Exercise directions — What you return must match the records exactly.

Given data —

<<<<

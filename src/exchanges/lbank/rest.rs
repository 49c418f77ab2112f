use crate::core::config::ExchangeDescriptor;
use crate::core::errors::ExchangeError;
use crate::core::kernel::signer::with_query;
use crate::core::kernel::{ErrorClassifier, HttpRequest, RequestParts, RestClient, Signer};
use crate::core::markets::MarketCache;
use crate::core::safe;
use crate::core::types::{Market, Params};
use crate::exchanges::lbank::conversions::{convert_lbank_spot_market, convert_lbank_swap_market};
use crate::exchanges::lbank::errors::check_response;
use crate::exchanges::lbank::requests::swap_request;
use crate::exchanges::lbank::signer::LbankSigner;
use crate::exchanges::lbank::types::API_VERSION;
use reqwest::Method;
use serde_json::Value;
use std::sync::Arc;
use tracing::{debug, instrument, trace};

/// LBank REST API client for the spot (`/v2/*.do`) and contract hosts.
pub struct LbankRest<R: RestClient> {
    rest_client: R,
    rest_url: String,
    contract_url: String,
    signer: Option<Arc<LbankSigner>>,
    classifier: Arc<ErrorClassifier>,
    markets: Arc<MarketCache>,
    descriptor: Arc<ExchangeDescriptor>,
}

impl<R: RestClient + Clone> Clone for LbankRest<R> {
    fn clone(&self) -> Self {
        Self {
            rest_client: self.rest_client.clone(),
            rest_url: self.rest_url.clone(),
            contract_url: self.contract_url.clone(),
            signer: self.signer.clone(),
            classifier: Arc::clone(&self.classifier),
            markets: Arc::clone(&self.markets),
            descriptor: Arc::clone(&self.descriptor),
        }
    }
}

impl<R: RestClient> LbankRest<R> {
    pub fn new(
        rest_client: R,
        rest_url: String,
        contract_url: String,
        signer: Option<Arc<LbankSigner>>,
        descriptor: Arc<ExchangeDescriptor>,
    ) -> Self {
        Self {
            rest_client,
            rest_url,
            contract_url,
            signer,
            classifier: Arc::new(crate::exchanges::lbank::errors::classifier(&descriptor)),
            markets: Arc::new(MarketCache::new(descriptor.common_currencies.clone())),
            descriptor,
        }
    }

    pub fn markets(&self) -> &MarketCache {
        &self.markets
    }

    pub fn descriptor(&self) -> &ExchangeDescriptor {
        &self.descriptor
    }

    pub fn has_credentials(&self) -> bool {
        self.signer.is_some()
    }

    async fn dispatch(&self, request: HttpRequest) -> Result<Value, ExchangeError> {
        let response = self.rest_client.send(request).await?;
        trace!(status = response.status, "Response body: {}", response.body);
        check_response(&self.classifier, &response)
    }

    /// `GET /v2/{path}.do`, returning the whole envelope.
    #[instrument(skip(self, params), fields(exchange = "lbank", method = "GET", endpoint = %path))]
    pub async fn public(&self, path: &str, params: Params) -> Result<Value, ExchangeError> {
        let url = format!("{}/{}/{}.do", self.rest_url, API_VERSION, path);
        self.dispatch(HttpRequest::new(Method::GET, with_query(url, &params)))
            .await
    }

    /// `GET {contract}/{path}` on the perpetual host.
    #[instrument(skip(self, params), fields(exchange = "lbank", method = "GET", endpoint = %path))]
    pub async fn contract(&self, path: &str, params: Params) -> Result<Value, ExchangeError> {
        let url = format!("{}/{}", self.contract_url, path);
        self.dispatch(HttpRequest::new(Method::GET, with_query(url, &params)))
            .await
    }

    /// Signed form `POST /v2/{path}.do`, returning the whole envelope.
    #[instrument(skip(self, params), fields(exchange = "lbank", method = "POST", endpoint = %path))]
    pub async fn private(&self, path: &str, params: Params) -> Result<Value, ExchangeError> {
        let signer = self.signer.as_ref().ok_or_else(|| {
            ExchangeError::Authentication(format!("lbank {} requires API credentials", path))
        })?;
        let parts = RequestParts::new(Method::POST, self.rest_url.as_str(), path, params);
        let request = signer.sign_request(&parts, signer.nonces().next())?;
        self.dispatch(request).await
    }

    /// Server time in milliseconds.
    pub async fn server_time(&self) -> Result<i64, ExchangeError> {
        let response = self.public("timestamp", Params::new()).await?;
        safe::integer(&response, "data").ok_or_else(|| {
            ExchangeError::Deserialization(format!("lbank returned no server time: {}", response))
        })
    }

    async fn time_offset(&self) -> Result<Option<i64>, ExchangeError> {
        if !self.descriptor.options.adjust_for_time_difference {
            return Ok(None);
        }
        let server = self.server_time().await?;
        Ok(Some(server - safe::milliseconds()))
    }

    /// Spot pairs and USDT perpetuals are listed on different hosts and
    /// fetched together.
    pub async fn fetch_markets(&self) -> Result<Vec<Market>, ExchangeError> {
        let (spot, swap, offset) = tokio::try_join!(
            self.public("accuracy", Params::new()),
            self.contract("cfd/openApi/v1/pub/instrument", swap_request()),
            self.time_offset(),
        )?;

        if let (Some(offset), Some(signer)) = (offset, &self.signer) {
            debug!(offset_ms = offset, "Adjusting nonce clock to server time");
            signer.nonces().set_offset(offset);
        }

        let spot_markets = safe::array(&spot, "data")
            .iter()
            .filter_map(|raw| convert_lbank_spot_market(&self.markets, raw));
        let swap_markets = safe::array(&swap, "data")
            .iter()
            .filter_map(|raw| convert_lbank_swap_market(&self.markets, raw));
        Ok(spot_markets.chain(swap_markets).collect())
    }

    pub async fn load_markets(&self, reload: bool) -> Result<Vec<Market>, ExchangeError> {
        if reload || !self.markets.is_loaded() {
            let markets = self.fetch_markets().await?;
            debug!(count = markets.len(), "Loaded lbank markets");
            self.markets.replace_all(markets);
        }
        Ok(self
            .markets
            .get_all()
            .iter()
            .map(|m| m.as_ref().clone())
            .collect())
    }

    pub async fn market(&self, symbol: &str) -> Result<Arc<Market>, ExchangeError> {
        self.ensure_markets().await?;
        self.markets.market(symbol)
    }

    pub async fn ensure_markets(&self) -> Result<(), ExchangeError> {
        if !self.markets.is_loaded() {
            self.load_markets(false).await?;
        }
        Ok(())
    }
}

>>>>

Task answer —
filename src/exchanges/lbank/rest.rs
repository 49c418f77ab2112f
use crate::core::config::ExchangeDescriptor;
use crate::core::errors::ExchangeError;
use crate::core::kernel::signer::with_query;
use crate::core::kernel::{ErrorClassifier, HttpRequest, RequestParts, RestClient, Signer};
use crate::core::markets::MarketCache;
use crate::core::safe;
use crate::core::types::{Market, Params};
use crate::exchanges::lbank::conversions::{convert_lbank_spot_market, convert_lbank_swap_market};
use crate::exchanges::lbank::errors::check_response;
use crate::exchanges::lbank::requests::swap_request;
use crate::exchanges::lbank::signer::LbankSigner;
use crate::exchanges::lbank::types::API_VERSION;
use reqwest::Method;
use serde_json::Value;
use std::sync::Arc;
use tracing::{debug, instrument, trace};

/// LBank REST API client for the spot (`/v2/*.do`) and contract hosts.
pub struct LbankRest<R: RestClient> {
    rest_client: R,
    rest_url: String,
    contract_url: String,
    signer: Option<Arc<LbankSigner>>,
    classifier: Arc<ErrorClassifier>,
    markets: Arc<MarketCache>,
    descriptor: Arc<ExchangeDescriptor>,
}

impl<R: RestClient + Clone> Clone for LbankRest<R> {
    fn clone(&self) -> Self {
        Self {
            rest_client: self.rest_client.clone(),
            rest_url: self.rest_url.clone(),
            contract_url: self.contract_url.clone(),
            signer: self.signer.clone(),
            classifier: Arc::clone(&self.classifier),
            markets: Arc::clone(&self.markets),
            descriptor: Arc::clone(&self.descriptor),
        }
    }
}

impl<R: RestClient> LbankRest<R> {
    pub fn new(
        rest_client: R,
        rest_url: String,
        contract_url: String,
        signer: Option<Arc<LbankSigner>>,
        descriptor: Arc<ExchangeDescriptor>,
    ) -> Self {
        Self {
            rest_client,
            rest_url,
            contract_url,
            signer,
            classifier: Arc::new(crate::exchanges::lbank::errors::classifier(&descriptor)),
            markets: Arc::new(MarketCache::new(descriptor.common_currencies.clone())),
            descriptor,
        }
    }

    pub fn markets(&self) -> &MarketCache {
        &self.markets
    }

    pub fn descriptor(&self) -> &ExchangeDescriptor {
        &self.descriptor
    }

    pub fn has_credentials(&self) -> bool {
        self.signer.is_some()
    }

    async fn dispatch(&self, request: HttpRequest) -> Result<Value, ExchangeError> {
        let response = self.rest_client.send(request).await?;
        trace!(status = response.status, "Response body: {}", response.body);
        check_response(&self.classifier, &response)
    }

    /// `GET /v2/{path}.do`, returning the whole envelope.
    #[instrument(skip(self, params), fields(exchange = "lbank", method = "GET", endpoint = %path))]
    pub async fn public(&self, path: &str, params: Params) -> Result<Value, ExchangeError> {
        let url = format!("{}/{}/{}.do", self.rest_url, API_VERSION, path);
        self.dispatch(HttpRequest::new(Method::GET, with_query(url, &params)))
            .await
    }

    /// `GET {contract}/{path}` on the perpetual host.
    #[instrument(skip(self, params), fields(exchange = "lbank", method = "GET", endpoint = %path))]
    pub async fn contract(&self, path: &str, params: Params) -> Result<Value, ExchangeError> {
        let url = format!("{}/{}", self.contract_url, path);
        self.dispatch(HttpRequest::new(Method::GET, with_query(url, &params)))
            .await
    }

    /// Signed form `POST /v2/{path}.do`, returning the whole envelope.
    #[instrument(skip(self, params), fields(exchange = "lbank", method = "POST", endpoint = %path))]
    pub async fn private(&self, path: &str, params: Params) -> Result<Value, ExchangeError> {
        let signer = self.signer.as_ref().ok_or_else(|| {
            ExchangeError::Authentication(format!("lbank {} requires API credentials", path))
        })?;
        let parts = RequestParts::new(Method::POST, self.rest_url.as_str(), path, params);
        let request = signer.sign_request(&parts, signer.nonces().next())?;
        self.dispatch(request).await
    }

    /// Server time in milliseconds.
    pub async fn server_time(&self) -> Result<i64, ExchangeError> {
        let response = self.public("timestamp", Params::new()).await?;
        safe::integer(&response, "data").ok_or_else(|| {
            ExchangeError::Deserialization(format!("lbank returned no server time: {}", response))
        })
    }

    async fn time_offset(&self) -> Result<Option<i64>, ExchangeError> {
        if !self.descriptor.options.adjust_for_time_difference {
            return Ok(None);
        }
        let server = self.server_time().await?;
        Ok(Some(server - safe::milliseconds()))
    }

    /// Spot pairs and USDT perpetuals are listed on different hosts and
    /// fetched together.
    pub async fn fetch_markets(&self) -> Result<Vec<Market>, ExchangeError> {
        let (spot, swap, offset) = tokio::try_join!(
            self.public("accuracy", Params::new()),
            self.contract("cfd/openApi/v1/pub/instrument", swap_request()),
            self.time_offset(),
        )?;

        if let (Some(offset), Some(signer)) = (offset, &self.signer) {
            debug!(offset_ms = offset, "Adjusting nonce clock to server time");
            signer.nonces().set_offset(offset);
        }

        let spot_markets = safe::array(&spot, "data")
            .iter()
            .filter_map(|raw| convert_lbank_spot_market(&self.markets, raw));
        let swap_markets = safe::array(&swap, "data")
            .iter()
            .filter_map(|raw| convert_lbank_swap_market(&self.markets, raw));
        Ok(spot_markets.chain(swap_markets).collect())
    }

    pub async fn load_markets(&self, reload: bool) -> Result<Vec<Market>, ExchangeError> {
        if reload || !self.markets.is_loaded() {
            let markets = self.fetch_markets().await?;
            debug!(count = markets.len(), "Loaded lbank markets");
            self.markets.replace_all(markets);
        }
        Ok(self
            .markets
            .get_all()
            .iter()
            .map(|m| m.as_ref().clone())
            .collect())
    }

    pub async fn market(&self, symbol: &str) -> Result<Arc<Market>, ExchangeError> {
        self.ensure_markets().await?;
        self.markets.market(symbol)
    }

    pub async fn ensure_markets(&self) -> Result<(), ExchangeError> {
        if !self.markets.is_loaded() {
            self.load_markets(false).await?;
        }
        Ok(())
    }
}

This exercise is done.